***** MATERIALS PROVIDED

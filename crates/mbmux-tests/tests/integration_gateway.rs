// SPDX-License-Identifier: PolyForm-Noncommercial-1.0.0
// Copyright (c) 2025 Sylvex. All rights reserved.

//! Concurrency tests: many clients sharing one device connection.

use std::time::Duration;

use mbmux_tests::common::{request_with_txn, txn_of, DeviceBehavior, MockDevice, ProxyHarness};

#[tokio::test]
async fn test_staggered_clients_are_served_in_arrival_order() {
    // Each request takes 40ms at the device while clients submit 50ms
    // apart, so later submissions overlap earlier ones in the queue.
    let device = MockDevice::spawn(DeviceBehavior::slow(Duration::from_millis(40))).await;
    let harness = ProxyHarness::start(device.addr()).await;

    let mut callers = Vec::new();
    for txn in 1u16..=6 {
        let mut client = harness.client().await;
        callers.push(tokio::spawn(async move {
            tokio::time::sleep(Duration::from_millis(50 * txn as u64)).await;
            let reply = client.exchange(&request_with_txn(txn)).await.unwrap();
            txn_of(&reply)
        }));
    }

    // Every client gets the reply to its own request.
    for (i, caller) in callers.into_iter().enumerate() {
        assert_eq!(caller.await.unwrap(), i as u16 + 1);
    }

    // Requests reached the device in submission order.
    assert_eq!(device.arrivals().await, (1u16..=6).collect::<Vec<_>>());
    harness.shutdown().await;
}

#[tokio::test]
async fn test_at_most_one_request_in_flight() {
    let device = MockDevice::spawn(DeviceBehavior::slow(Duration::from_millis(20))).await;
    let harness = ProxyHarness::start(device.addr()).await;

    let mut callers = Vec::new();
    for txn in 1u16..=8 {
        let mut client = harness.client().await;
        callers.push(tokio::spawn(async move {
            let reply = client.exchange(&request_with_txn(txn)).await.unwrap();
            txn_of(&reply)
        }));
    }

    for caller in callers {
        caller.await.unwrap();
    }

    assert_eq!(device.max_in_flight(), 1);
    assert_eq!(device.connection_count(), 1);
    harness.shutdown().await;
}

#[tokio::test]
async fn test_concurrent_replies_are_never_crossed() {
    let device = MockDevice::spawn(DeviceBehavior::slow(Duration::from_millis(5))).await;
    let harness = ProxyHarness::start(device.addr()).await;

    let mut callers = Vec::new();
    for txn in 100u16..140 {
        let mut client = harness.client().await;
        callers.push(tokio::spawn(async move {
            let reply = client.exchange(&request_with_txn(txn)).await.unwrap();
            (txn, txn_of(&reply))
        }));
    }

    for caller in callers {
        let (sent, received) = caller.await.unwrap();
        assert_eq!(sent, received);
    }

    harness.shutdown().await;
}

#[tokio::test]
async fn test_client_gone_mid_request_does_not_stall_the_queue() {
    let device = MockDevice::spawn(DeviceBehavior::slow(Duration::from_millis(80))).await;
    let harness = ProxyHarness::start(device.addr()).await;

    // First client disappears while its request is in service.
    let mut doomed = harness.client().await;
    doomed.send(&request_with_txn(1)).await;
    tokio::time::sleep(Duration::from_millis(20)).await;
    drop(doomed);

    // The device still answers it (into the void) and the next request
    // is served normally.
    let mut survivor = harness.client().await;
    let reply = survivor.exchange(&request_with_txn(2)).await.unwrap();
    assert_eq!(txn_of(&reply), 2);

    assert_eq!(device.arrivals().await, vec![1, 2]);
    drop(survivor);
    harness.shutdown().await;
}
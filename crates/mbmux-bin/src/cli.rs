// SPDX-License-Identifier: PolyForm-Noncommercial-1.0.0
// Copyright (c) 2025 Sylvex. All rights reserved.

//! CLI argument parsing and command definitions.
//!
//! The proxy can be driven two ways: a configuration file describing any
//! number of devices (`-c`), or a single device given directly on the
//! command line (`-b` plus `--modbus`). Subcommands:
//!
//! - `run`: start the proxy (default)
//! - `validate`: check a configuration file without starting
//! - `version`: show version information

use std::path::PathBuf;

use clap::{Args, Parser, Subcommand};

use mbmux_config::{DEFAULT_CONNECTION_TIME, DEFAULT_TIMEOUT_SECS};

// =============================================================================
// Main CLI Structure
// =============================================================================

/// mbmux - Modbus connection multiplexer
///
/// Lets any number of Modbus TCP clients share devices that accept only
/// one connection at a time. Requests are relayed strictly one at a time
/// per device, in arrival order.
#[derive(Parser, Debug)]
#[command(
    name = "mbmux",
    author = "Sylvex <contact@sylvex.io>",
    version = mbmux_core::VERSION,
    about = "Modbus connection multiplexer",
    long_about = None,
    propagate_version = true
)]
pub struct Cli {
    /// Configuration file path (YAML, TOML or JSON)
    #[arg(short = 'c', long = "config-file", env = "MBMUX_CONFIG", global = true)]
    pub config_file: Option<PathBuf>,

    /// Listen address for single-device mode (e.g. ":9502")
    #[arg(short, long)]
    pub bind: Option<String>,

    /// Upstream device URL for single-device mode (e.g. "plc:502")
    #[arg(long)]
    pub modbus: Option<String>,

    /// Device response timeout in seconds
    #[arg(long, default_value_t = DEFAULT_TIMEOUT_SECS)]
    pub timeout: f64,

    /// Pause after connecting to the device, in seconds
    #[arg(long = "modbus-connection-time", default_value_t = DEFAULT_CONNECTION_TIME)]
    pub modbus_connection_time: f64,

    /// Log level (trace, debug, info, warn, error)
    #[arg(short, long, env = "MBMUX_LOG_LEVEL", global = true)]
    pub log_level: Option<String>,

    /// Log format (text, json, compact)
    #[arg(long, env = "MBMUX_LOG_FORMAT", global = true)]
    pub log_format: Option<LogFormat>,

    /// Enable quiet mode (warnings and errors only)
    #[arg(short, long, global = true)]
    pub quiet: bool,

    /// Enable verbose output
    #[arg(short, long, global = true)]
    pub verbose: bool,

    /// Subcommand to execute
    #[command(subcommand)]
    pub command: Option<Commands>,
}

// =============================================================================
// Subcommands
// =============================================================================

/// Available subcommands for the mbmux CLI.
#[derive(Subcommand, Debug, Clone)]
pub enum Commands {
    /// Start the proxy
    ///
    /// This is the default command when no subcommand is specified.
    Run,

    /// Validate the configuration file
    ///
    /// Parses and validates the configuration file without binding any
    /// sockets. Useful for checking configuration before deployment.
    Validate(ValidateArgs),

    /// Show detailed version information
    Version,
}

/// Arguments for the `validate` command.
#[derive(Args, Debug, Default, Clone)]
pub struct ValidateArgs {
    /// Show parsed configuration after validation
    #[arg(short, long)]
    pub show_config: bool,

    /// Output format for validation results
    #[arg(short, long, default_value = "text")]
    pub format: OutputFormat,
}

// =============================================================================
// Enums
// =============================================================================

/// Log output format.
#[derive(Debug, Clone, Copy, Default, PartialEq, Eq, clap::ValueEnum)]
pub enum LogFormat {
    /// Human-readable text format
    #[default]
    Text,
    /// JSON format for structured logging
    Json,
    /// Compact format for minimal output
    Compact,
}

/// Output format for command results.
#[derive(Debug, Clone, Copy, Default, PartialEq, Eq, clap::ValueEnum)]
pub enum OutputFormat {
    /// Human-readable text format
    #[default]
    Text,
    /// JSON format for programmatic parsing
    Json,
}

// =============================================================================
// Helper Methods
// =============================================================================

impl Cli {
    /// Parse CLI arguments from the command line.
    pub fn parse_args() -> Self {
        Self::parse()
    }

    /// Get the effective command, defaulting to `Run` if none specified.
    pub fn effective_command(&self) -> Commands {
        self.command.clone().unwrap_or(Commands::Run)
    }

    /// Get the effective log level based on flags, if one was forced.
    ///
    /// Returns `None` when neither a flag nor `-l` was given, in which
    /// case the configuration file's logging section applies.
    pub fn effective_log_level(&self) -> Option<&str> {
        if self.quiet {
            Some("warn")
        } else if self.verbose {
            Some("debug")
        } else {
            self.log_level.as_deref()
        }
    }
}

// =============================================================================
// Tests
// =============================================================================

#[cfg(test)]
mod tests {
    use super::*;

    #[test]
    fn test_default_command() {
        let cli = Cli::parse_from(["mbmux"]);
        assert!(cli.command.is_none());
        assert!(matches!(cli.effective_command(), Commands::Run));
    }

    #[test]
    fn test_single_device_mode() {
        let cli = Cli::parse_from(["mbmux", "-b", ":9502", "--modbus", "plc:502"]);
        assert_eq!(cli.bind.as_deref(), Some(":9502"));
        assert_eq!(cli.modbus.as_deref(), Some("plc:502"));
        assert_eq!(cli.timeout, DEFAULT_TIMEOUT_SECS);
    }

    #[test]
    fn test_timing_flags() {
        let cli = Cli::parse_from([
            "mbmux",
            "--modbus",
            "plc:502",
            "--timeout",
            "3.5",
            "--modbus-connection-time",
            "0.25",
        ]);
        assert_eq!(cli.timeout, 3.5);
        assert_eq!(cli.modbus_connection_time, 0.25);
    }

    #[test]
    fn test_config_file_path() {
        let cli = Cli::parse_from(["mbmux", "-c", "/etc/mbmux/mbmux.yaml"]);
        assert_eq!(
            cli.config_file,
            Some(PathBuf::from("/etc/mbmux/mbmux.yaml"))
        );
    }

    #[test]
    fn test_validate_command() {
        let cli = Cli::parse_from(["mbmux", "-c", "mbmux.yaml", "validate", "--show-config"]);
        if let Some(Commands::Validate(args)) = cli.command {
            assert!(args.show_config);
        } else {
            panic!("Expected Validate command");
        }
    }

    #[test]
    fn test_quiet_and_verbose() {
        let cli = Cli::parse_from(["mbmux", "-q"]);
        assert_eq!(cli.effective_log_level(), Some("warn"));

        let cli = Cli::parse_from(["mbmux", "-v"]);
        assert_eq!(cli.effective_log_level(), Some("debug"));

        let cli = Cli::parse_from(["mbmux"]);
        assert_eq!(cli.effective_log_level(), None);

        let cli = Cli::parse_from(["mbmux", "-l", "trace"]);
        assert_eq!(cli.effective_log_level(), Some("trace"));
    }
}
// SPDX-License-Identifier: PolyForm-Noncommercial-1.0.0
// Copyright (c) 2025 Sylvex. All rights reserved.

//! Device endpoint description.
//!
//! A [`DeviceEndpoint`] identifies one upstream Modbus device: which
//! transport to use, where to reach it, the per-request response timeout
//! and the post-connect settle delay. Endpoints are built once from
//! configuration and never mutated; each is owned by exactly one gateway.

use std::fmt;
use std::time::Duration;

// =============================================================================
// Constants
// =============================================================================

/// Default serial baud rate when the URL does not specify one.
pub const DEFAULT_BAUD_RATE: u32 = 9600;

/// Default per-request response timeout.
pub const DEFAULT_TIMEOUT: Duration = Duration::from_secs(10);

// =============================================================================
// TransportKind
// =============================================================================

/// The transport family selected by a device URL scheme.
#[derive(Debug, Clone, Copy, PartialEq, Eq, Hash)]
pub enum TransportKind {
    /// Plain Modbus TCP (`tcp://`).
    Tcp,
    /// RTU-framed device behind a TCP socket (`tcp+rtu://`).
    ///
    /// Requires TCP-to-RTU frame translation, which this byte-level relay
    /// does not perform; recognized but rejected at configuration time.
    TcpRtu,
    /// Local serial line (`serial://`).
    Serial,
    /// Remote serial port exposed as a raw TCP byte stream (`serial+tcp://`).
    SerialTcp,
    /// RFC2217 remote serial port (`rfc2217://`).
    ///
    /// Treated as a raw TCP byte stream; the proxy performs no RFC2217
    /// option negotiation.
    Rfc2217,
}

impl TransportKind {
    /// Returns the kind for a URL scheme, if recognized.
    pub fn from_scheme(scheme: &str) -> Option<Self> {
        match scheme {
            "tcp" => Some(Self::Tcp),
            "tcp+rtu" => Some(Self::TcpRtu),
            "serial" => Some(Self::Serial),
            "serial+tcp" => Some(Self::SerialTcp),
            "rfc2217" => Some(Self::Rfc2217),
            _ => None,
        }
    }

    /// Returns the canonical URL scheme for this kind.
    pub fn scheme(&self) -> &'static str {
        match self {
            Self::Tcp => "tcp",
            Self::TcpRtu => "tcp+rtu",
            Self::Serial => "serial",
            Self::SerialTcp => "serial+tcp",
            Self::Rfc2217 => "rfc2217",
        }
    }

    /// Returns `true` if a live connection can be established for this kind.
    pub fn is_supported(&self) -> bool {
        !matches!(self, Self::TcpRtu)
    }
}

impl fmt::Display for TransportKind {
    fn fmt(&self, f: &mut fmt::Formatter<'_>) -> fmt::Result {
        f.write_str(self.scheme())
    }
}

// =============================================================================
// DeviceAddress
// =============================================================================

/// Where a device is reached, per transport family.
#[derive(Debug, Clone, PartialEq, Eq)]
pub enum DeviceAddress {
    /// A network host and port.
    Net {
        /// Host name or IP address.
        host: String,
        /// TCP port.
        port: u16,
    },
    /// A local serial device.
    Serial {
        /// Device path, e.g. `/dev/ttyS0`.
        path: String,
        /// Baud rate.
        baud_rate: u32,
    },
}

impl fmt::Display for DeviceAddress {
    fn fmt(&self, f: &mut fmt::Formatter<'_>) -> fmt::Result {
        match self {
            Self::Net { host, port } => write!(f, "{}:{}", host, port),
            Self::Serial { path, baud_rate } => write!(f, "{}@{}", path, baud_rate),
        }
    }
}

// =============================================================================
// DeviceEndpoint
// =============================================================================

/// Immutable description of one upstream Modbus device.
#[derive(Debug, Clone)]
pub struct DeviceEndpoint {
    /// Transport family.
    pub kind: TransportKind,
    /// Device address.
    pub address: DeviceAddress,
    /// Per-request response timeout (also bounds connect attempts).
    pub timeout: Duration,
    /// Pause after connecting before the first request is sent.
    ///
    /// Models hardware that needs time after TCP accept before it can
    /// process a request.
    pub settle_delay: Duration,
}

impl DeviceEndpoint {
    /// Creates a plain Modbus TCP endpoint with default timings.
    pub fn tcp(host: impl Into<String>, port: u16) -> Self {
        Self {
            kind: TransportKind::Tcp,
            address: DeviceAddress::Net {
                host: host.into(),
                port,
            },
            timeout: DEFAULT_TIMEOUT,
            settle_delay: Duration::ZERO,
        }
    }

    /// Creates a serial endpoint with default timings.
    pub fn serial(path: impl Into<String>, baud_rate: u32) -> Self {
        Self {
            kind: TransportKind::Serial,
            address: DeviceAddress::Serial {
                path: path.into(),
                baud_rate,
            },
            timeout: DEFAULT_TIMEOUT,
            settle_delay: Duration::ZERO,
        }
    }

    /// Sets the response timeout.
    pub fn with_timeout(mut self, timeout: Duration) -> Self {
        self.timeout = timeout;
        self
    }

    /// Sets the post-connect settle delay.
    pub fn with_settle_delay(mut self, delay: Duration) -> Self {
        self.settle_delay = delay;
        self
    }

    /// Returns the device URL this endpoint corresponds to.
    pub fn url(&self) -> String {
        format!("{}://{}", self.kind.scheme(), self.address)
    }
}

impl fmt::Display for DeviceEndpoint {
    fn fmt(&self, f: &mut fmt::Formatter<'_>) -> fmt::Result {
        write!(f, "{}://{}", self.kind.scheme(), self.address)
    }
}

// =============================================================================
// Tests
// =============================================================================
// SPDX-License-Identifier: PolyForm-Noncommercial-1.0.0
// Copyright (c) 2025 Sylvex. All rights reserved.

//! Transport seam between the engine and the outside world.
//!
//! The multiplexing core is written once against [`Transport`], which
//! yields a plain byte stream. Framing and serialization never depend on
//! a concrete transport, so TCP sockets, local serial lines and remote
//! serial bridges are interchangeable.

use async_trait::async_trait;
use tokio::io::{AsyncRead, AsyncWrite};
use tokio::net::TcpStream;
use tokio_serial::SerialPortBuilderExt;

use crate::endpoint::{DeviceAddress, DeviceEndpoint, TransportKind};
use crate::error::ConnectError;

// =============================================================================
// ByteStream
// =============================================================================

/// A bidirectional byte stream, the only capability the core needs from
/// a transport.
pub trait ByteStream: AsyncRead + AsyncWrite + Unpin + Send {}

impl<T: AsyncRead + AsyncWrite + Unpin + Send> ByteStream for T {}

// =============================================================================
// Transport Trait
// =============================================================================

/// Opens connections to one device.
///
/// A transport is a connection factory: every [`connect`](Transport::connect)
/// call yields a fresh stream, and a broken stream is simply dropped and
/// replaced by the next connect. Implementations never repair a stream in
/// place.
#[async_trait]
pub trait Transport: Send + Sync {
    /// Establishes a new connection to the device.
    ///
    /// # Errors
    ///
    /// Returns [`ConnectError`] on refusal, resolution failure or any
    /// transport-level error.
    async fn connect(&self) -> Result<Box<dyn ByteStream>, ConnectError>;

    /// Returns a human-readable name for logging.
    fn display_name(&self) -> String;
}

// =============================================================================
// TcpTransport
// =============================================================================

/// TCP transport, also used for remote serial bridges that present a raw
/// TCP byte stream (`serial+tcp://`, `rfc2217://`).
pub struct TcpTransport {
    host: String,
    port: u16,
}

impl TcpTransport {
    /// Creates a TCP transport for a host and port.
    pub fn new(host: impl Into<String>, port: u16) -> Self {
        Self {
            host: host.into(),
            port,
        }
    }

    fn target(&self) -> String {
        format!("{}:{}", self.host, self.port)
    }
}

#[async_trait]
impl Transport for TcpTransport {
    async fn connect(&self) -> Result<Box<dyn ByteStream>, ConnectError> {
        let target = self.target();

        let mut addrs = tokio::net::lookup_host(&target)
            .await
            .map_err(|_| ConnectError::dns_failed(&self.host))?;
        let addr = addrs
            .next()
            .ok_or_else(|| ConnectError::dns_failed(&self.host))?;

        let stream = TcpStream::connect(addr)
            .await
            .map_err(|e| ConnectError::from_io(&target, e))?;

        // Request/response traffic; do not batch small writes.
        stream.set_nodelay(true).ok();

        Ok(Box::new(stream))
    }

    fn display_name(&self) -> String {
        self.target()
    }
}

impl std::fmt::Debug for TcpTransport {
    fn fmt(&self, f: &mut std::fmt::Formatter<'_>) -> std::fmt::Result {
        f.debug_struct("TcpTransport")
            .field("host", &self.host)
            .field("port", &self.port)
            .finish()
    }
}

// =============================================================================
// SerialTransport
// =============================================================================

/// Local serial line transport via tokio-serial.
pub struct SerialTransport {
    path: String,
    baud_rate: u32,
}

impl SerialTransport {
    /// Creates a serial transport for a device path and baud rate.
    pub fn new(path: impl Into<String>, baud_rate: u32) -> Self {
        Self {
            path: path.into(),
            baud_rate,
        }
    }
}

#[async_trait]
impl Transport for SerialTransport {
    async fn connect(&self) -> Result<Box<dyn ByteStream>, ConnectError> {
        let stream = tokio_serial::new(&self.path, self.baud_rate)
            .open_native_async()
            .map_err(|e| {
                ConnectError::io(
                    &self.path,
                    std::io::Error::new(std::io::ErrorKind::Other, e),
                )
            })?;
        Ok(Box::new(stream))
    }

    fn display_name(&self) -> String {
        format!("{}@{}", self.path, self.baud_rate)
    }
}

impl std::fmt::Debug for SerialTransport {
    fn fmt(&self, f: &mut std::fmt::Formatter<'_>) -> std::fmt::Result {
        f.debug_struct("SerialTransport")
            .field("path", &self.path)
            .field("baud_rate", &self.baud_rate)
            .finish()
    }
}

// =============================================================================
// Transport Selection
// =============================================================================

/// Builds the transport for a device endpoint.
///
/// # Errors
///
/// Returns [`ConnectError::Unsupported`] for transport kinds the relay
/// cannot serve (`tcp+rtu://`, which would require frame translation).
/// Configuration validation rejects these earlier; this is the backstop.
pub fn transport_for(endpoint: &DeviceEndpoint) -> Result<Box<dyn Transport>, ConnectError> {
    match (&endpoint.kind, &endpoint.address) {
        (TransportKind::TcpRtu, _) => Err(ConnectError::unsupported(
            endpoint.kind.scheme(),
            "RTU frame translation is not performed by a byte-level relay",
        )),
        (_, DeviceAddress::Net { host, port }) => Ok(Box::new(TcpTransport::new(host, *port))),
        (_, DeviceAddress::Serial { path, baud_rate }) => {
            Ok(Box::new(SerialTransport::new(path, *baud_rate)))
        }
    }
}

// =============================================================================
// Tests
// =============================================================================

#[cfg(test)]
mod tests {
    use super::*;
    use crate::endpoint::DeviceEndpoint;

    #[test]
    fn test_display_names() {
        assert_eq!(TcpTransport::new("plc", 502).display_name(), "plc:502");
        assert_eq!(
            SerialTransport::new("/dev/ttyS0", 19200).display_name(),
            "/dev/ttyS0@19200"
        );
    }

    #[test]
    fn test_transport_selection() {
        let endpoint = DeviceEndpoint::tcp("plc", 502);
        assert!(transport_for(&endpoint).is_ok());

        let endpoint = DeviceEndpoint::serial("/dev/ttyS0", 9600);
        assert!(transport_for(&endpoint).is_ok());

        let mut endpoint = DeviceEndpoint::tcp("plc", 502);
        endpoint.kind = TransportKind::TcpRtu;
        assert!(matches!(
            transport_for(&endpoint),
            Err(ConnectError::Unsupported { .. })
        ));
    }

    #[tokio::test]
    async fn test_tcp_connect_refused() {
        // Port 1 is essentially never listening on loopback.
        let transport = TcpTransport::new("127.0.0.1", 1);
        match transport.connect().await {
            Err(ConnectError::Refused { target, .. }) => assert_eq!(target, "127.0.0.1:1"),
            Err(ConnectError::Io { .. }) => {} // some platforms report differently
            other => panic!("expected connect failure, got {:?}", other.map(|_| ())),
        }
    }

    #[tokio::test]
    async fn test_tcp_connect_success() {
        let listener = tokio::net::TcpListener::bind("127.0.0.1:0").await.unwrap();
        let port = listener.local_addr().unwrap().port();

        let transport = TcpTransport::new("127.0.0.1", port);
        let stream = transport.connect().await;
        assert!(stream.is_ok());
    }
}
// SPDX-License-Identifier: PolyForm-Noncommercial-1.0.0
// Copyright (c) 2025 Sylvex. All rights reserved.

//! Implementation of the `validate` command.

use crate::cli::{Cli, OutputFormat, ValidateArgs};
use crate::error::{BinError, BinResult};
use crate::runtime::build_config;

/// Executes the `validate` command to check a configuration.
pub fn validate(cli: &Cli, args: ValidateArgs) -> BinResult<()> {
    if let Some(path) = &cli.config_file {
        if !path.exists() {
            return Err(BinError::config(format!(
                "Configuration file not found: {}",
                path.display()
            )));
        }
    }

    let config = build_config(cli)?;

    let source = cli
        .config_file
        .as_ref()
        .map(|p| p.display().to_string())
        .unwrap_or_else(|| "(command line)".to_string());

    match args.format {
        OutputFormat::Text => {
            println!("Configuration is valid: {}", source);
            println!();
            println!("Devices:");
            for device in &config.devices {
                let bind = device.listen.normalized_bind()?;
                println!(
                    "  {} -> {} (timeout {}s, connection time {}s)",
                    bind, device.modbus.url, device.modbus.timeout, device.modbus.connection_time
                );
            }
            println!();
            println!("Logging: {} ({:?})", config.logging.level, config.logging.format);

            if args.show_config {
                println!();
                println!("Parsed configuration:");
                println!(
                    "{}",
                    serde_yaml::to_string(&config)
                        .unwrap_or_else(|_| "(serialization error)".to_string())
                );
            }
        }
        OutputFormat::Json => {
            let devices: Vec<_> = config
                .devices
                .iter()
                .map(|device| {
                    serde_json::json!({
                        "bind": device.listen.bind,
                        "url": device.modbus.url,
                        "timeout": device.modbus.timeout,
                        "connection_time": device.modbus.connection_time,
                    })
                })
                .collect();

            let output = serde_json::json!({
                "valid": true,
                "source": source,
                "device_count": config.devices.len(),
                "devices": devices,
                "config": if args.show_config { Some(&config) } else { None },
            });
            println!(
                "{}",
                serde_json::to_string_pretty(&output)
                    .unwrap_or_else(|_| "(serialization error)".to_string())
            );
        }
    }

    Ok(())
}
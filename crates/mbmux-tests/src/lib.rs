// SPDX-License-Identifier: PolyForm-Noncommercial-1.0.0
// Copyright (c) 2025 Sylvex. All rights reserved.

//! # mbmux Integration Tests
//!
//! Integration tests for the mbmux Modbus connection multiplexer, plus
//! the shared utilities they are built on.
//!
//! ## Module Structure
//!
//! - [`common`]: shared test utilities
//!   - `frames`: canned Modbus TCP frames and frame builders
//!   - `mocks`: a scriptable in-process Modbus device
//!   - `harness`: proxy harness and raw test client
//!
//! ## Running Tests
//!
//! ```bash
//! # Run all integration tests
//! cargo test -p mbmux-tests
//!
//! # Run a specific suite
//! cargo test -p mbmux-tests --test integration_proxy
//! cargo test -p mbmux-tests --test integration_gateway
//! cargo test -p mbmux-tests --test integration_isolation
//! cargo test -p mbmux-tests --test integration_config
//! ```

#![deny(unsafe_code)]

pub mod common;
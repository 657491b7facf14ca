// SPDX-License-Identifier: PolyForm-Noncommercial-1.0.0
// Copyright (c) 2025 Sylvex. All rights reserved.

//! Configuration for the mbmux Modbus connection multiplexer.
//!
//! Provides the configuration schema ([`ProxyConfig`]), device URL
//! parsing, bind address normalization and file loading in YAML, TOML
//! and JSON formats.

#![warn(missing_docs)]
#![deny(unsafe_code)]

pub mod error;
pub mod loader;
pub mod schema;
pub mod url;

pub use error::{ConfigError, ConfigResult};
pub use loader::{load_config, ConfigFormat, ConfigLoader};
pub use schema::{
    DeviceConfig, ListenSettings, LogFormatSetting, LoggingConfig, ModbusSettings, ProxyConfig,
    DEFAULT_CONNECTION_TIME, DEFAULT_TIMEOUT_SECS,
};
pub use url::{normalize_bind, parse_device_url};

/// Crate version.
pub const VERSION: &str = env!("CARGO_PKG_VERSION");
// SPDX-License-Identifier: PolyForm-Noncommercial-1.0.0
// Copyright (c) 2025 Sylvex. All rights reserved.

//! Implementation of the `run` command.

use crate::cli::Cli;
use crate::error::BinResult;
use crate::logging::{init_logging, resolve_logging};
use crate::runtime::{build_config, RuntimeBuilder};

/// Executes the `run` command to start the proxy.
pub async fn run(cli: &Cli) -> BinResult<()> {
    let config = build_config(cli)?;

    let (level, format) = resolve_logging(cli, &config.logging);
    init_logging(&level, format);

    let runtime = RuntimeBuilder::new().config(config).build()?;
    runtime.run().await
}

**********

◆ EXERCISE AIM: Number of lines above containing "bool": state it and nothing else.

◆ WRITTEN SOLUTION: 4